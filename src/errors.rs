//! Cache Coordination Error Hierarchy
//!
//! Errors are split by the layer that produced them. Transport and storage
//! failures are advisory: the coordination layer logs them and keeps serving
//! from the wrapped operation. User-function failures travel as
//! [`OperationError`], which is cloneable and serializable so one failure can
//! be fanned out to local waiters and to other instances.

use std::fmt;

use config::ConfigError;
use serde::Deserialize;
use serde::Serialize;
use serde_json::json;
use serde_json::Value;

#[doc(hidden)]
pub type Result<T> = std::result::Result<T, Error>;

#[derive(Debug, thiserror::Error)]
pub enum Error {
    /// Configuration loading or validation failures
    #[error(transparent)]
    Config(#[from] ConfigError),

    /// Pub/sub stream or lock substrate failures
    #[error(transparent)]
    Transport(#[from] TransportError),

    /// Cache storage backend failures
    #[error(transparent)]
    Storage(#[from] StorageError),

    /// Coordination protocol misuse or lifecycle violations
    #[error(transparent)]
    Coordination(#[from] CoordinationError),

    /// The wrapped user operation failed
    #[error(transparent)]
    Operation(#[from] OperationError),

    /// Value could not be converted to or from its JSON representation
    #[error(transparent)]
    Codec(#[from] serde_json::Error),

    /// Cache key parameters did not serialize to a flat map
    #[error("Invalid cache key parameters: {0}")]
    InvalidKeyParameters(String),
}

#[derive(Debug, thiserror::Error)]
pub enum TransportError {
    /// Connection was closed locally
    #[error("Transport connection closed")]
    Closed,

    /// Blocking read from the stream failed
    #[error("Failed to read from stream {stream_id}: {reason}")]
    Read { stream_id: String, reason: String },

    /// Lock primitive (increment/expire/delete) failed
    #[error("Lock operation on {key} failed: {reason}")]
    Lock { key: String, reason: String },
}

#[derive(Debug, thiserror::Error)]
pub enum StorageError {
    /// Backend rejected or failed the request
    #[error("Storage backend error: {0}")]
    Backend(String),
}

#[derive(Debug, thiserror::Error)]
pub enum CoordinationError {
    /// A stats collection round is already open on this instance
    #[error("Can't start a new stats request until the previous one ends")]
    StatsRoundInProgress,

    /// Controller is closing or closed
    #[error("Cache controller is closed")]
    ControllerClosed,

    /// The executor side of a single-flight entry went away without a result
    #[error("Executor for {operation}#{key} dropped before delivering a result")]
    WaiterDropped { operation: String, key: String },
}

/// Classification carried in the `type` tag of a serialized [`OperationError`].
#[derive(Debug, Clone, Copy, PartialEq, Eq, Hash, Serialize, Deserialize)]
pub enum OperationErrorKind {
    #[serde(rename = "Error")]
    Generic,
    #[serde(rename = "InvalidInputError")]
    InvalidInput,
    #[serde(rename = "NotFoundError")]
    NotFound,
    #[serde(rename = "TimeoutError")]
    Timeout,
    #[serde(rename = "UnavailableError")]
    Unavailable,
    #[serde(rename = "InternalServerError")]
    Internal,
    #[serde(rename = "CancelledError")]
    Cancelled,
}

impl OperationErrorKind {
    pub fn as_str(&self) -> &'static str {
        match self {
            OperationErrorKind::Generic => "Error",
            OperationErrorKind::InvalidInput => "InvalidInputError",
            OperationErrorKind::NotFound => "NotFoundError",
            OperationErrorKind::Timeout => "TimeoutError",
            OperationErrorKind::Unavailable => "UnavailableError",
            OperationErrorKind::Internal => "InternalServerError",
            OperationErrorKind::Cancelled => "CancelledError",
        }
    }
}

impl fmt::Display for OperationErrorKind {
    fn fmt(
        &self,
        f: &mut fmt::Formatter<'_>,
    ) -> fmt::Result {
        f.write_str(self.as_str())
    }
}

fn default_error_message() -> String {
    "Unknown error".to_string()
}

/// Failure of a wrapped operation.
///
/// Wire form: `{"type": "<kind>", "message": "...", "statusCode": 404}`.
#[derive(Debug, Clone, PartialEq, Eq, Serialize, Deserialize, thiserror::Error)]
#[error("{kind}: {message}")]
pub struct OperationError {
    #[serde(rename = "type")]
    pub kind: OperationErrorKind,

    #[serde(default = "default_error_message")]
    pub message: String,

    #[serde(rename = "statusCode", default, skip_serializing_if = "Option::is_none")]
    pub status_code: Option<u16>,
}

impl OperationError {
    pub fn new(
        kind: OperationErrorKind,
        message: impl Into<String>,
    ) -> Self {
        Self {
            kind,
            message: message.into(),
            status_code: None,
        }
    }

    pub fn generic(message: impl Into<String>) -> Self {
        Self::new(OperationErrorKind::Generic, message)
    }

    pub fn internal(message: impl Into<String>) -> Self {
        Self::new(OperationErrorKind::Internal, message)
    }

    pub fn cancelled(message: impl Into<String>) -> Self {
        Self::new(OperationErrorKind::Cancelled, message)
    }

    pub fn with_status(
        mut self,
        status_code: u16,
    ) -> Self {
        self.status_code = Some(status_code);
        self
    }

    /// Wraps any error as a generic operation failure, keeping its message.
    pub fn from_error(error: &dyn std::error::Error) -> Self {
        Self::generic(error.to_string())
    }

    /// Best-effort reconstruction of a typed error from externally sourced text.
    ///
    /// A JSON object whose `type` names a known kind is rebuilt as that kind.
    /// Unknown tags, non-object JSON and unparseable text become a
    /// [`OperationErrorKind::Generic`] error carrying the raw text.
    pub fn normalize(raw: &str) -> Self {
        match serde_json::from_str::<Value>(raw) {
            Ok(value @ Value::Object(_)) => serde_json::from_value(value).unwrap_or_else(|_| Self::generic(raw)),
            _ => Self::generic(raw),
        }
    }

    /// Decodes the `value` field of an `operation-end` message flagged as error.
    pub fn from_wire(value: &Value) -> Self {
        match value {
            Value::String(raw) => Self::normalize(raw),
            Value::Object(_) => {
                serde_json::from_value(value.clone()).unwrap_or_else(|_| Self::generic(value.to_string()))
            }
            other => Self::generic(other.to_string()),
        }
    }

    pub fn to_wire(&self) -> Value {
        match self.status_code {
            Some(code) => json!({
                "type": self.kind.as_str(),
                "message": self.message,
                "statusCode": code,
            }),
            None => json!({
                "type": self.kind.as_str(),
                "message": self.message,
            }),
        }
    }
}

————

WHAT YOU NEED TO DO: Wherever the string "Unknown" appears in the data above, copy the line it sits in.

TASK SOLUTION:
    "Unknown error".to_string()
    /// Unknown tags, non-object JSON and unparseable text become a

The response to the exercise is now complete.